Increased activity of the HAM in women with LBP may be due to high fatigability [39] and poor endurance of the lumbar ES muscles [40, 41]. As a result, increased HAM activity is an adaptive mechanism following lumbar muscles fatigue and possibly weakness in those muscles [42]. GM, BF, ES and latissimus dorsi are the key structures in providing SIJ stability [43]. Decrease in endurance of ES in subjects with LBP may relax the sacrotuberous ligament which is considered as the primary stabilizer structure in the SIJ [44]. The HAM can affect on sacrotuberous ligament by its proximal attachment to this ligament. It is thought that increased HAM activity in patients with LBP may be a compensatory functional mechanism resulting from this situation [44]. Considering difference in muscle activity pattern during PHE between subjects with and without LBP, PHE can be used as either an evaluation tool or a rehabilitation exercise for the subjects with LBP.

However, we acknowledge several important limitations. One of the limitations and weakness of this study was the sample size.

One point must be considered with regard to generalizing the present results, is the sample population. In this study, only women were recruited and men were not included. Therefore the results of this study may be more applicable to female subjects, who constituted the participants and could not be extrapolated to the men. It is suggested to perform this study in men to compare data between men and women.

EMG measurements do not always guarantee magnitude of force production and therefore muscle strength, as in some cases an inhibited muscle may be working harder than normal to produce the required force for a particular task. The timing of muscle activity in addition to EMG amplitude can provide more useful information regarding the muscular activation pattern.

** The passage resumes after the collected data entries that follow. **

//! Persistence for elections, candidates and votes.
//!
//! Each store is a trait so the voting logic runs unchanged against MongoDB
//! in production and against memory in development and tests.

use std::collections::HashMap;
use std::sync::Arc;

use mongodb::{error::Error as DbError, Client, Database};
use thiserror::Error;

use crate::error::{Error, Result};
use crate::model::{
    api::{CandidatePatch, ElectionPatch},
    db::{Candidate, Election, NewCandidate, NewElection, NewVote, Vote},
    mongodb::Id,
};

mod memory;
mod mongo;

pub use memory::MemoryStore;
pub use mongo::MongoStore;

#[rocket::async_trait]
pub trait ElectionStore: Send + Sync {
    /// Store a new election, allocating its ID.
    async fn create_election(&self, election: NewElection) -> Result<Election>;

    /// Fetch one election, failing with `NotFound` if it doesn't exist.
    async fn election(&self, id: Id) -> Result<Election>;

    /// Every election, in ID order.
    async fn elections(&self) -> Result<Vec<Election>>;

    /// Apply a partial update. Concurrent patches to the same election are
    /// applied one after the other, never over each other.
    async fn update_election(&self, id: Id, patch: ElectionPatch) -> Result<Election>;

    /// Delete an election together with its candidates and votes.
    async fn delete_election(&self, id: Id) -> Result<()>;
}

#[rocket::async_trait]
pub trait CandidateStore: Send + Sync {
    /// Store a new candidate. Fails with `NotFound` if its election doesn't
    /// exist.
    async fn create_candidate(&self, candidate: NewCandidate) -> Result<Candidate>;

    /// Fetch one candidate, failing with `NotFound` if it doesn't exist.
    async fn candidate(&self, id: Id) -> Result<Candidate>;

    /// Every candidate of every election, in ID order.
    async fn candidates(&self) -> Result<Vec<Candidate>>;

    /// The candidates standing in one election, in ID order.
    async fn candidates_for(&self, election_id: Id) -> Result<Vec<Candidate>>;

    /// Apply a partial update, with the same guarantee as
    /// [`ElectionStore::update_election`].
    async fn update_candidate(&self, id: Id, patch: CandidatePatch) -> Result<Candidate>;

    /// Delete a candidate. Fails with `Conflict` while votes reference it.
    async fn delete_candidate(&self, id: Id) -> Result<()>;
}

/// Why the ledger refused a vote.
#[derive(Debug, Error)]
pub enum LedgerError {
    #[error("The voter already has a vote in this election")]
    DuplicateVote,
    #[error(transparent)]
    Other(#[from] Error),
}

impl From<DbError> for LedgerError {
    fn from(err: DbError) -> Self {
        Self::Other(err.into())
    }
}

/// The append-only record of votes.
#[rocket::async_trait]
pub trait VoteLedger: Send + Sync {
    /// Has this voter voted in this election?
    async fn exists(&self, election_id: Id, voter_id: Id) -> Result<bool>;

    /// This voter's vote in this election, if any.
    async fn find(&self, election_id: Id, voter_id: Id) -> Result<Option<Vote>>;

    /// Append a vote. This is the only place uniqueness of
    /// `(election_id, voter_id)` is decided: implementations must make the
    /// check and the write a single atomic step.
    ///
    /// The election and candidate must still exist at the moment of writing,
    /// else this fails with `NotFound` or `InvalidCandidate`. A vote never
    /// outlives what it points at.
    async fn insert(&self, vote: NewVote) -> std::result::Result<Vote, LedgerError>;

    /// Vote counts per candidate for one election. Candidates without
    /// votes are absent.
    async fn tally(&self, election_id: Id) -> Result<HashMap<Id, u64>>;

    /// Total votes in one election.
    async fn count(&self, election_id: Id) -> Result<u64>;
}

/// Handles on all three stores.
#[derive(Clone)]
pub struct Store {
    pub elections: Arc<dyn ElectionStore>,
    pub candidates: Arc<dyn CandidateStore>,
    pub votes: Arc<dyn VoteLedger>,
}

impl Store {
    /// A fresh, empty, in-memory store.
    pub fn memory() -> Self {
        let store = Arc::new(MemoryStore::default());
        Self {
            elections: store.clone(),
            candidates: store.clone(),
            votes: store,
        }
    }

    /// A store backed by the given database, creating its indexes if needed.
    pub async fn mongodb(client: Client, db: &Database) -> std::result::Result<Self, DbError> {
        let store = Arc::new(MongoStore::new(client, db).await?);
        Ok(Self {
            elections: store.clone(),
            candidates: store.clone(),
            votes: store,
        })
    }
}

fn election_not_found(id: Id) -> Error {
    Error::not_found(format!("Election {id}"))
}

fn candidate_not_found(id: Id) -> Error {
    Error::not_found(format!("Candidate {id}"))
}

fn candidate_has_votes(id: Id, votes: u64) -> Error {
    Error::Conflict(format!(
        "Candidate {id} has {votes} vote(s); delete the election to remove them"
    ))
}

fn candidate_not_standing(election: Id, candidate: Id) -> Error {
    Error::InvalidCandidate {
        election,
        candidate,
    }
}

Another area of concern in our study was this issue that LBP women were not categorized as with or without SIJ involvement.

Conclusions

The results of this study indicate higher maximal amplitude of normalized electrical activity of the IES, CES in patients with chronic LBP compared to those without LBP. The normalized electrical activity of the GM and HAM, although not statistically significant, was also greater in women with LBP than healthy subjects. These findings demonstrate an altered activity pattern of the lumbo-pelvic muscles during hip extension in patients with chronic LBP. This information is important for investigators using PHE as either an evaluation tool or a rehabilitation exercise.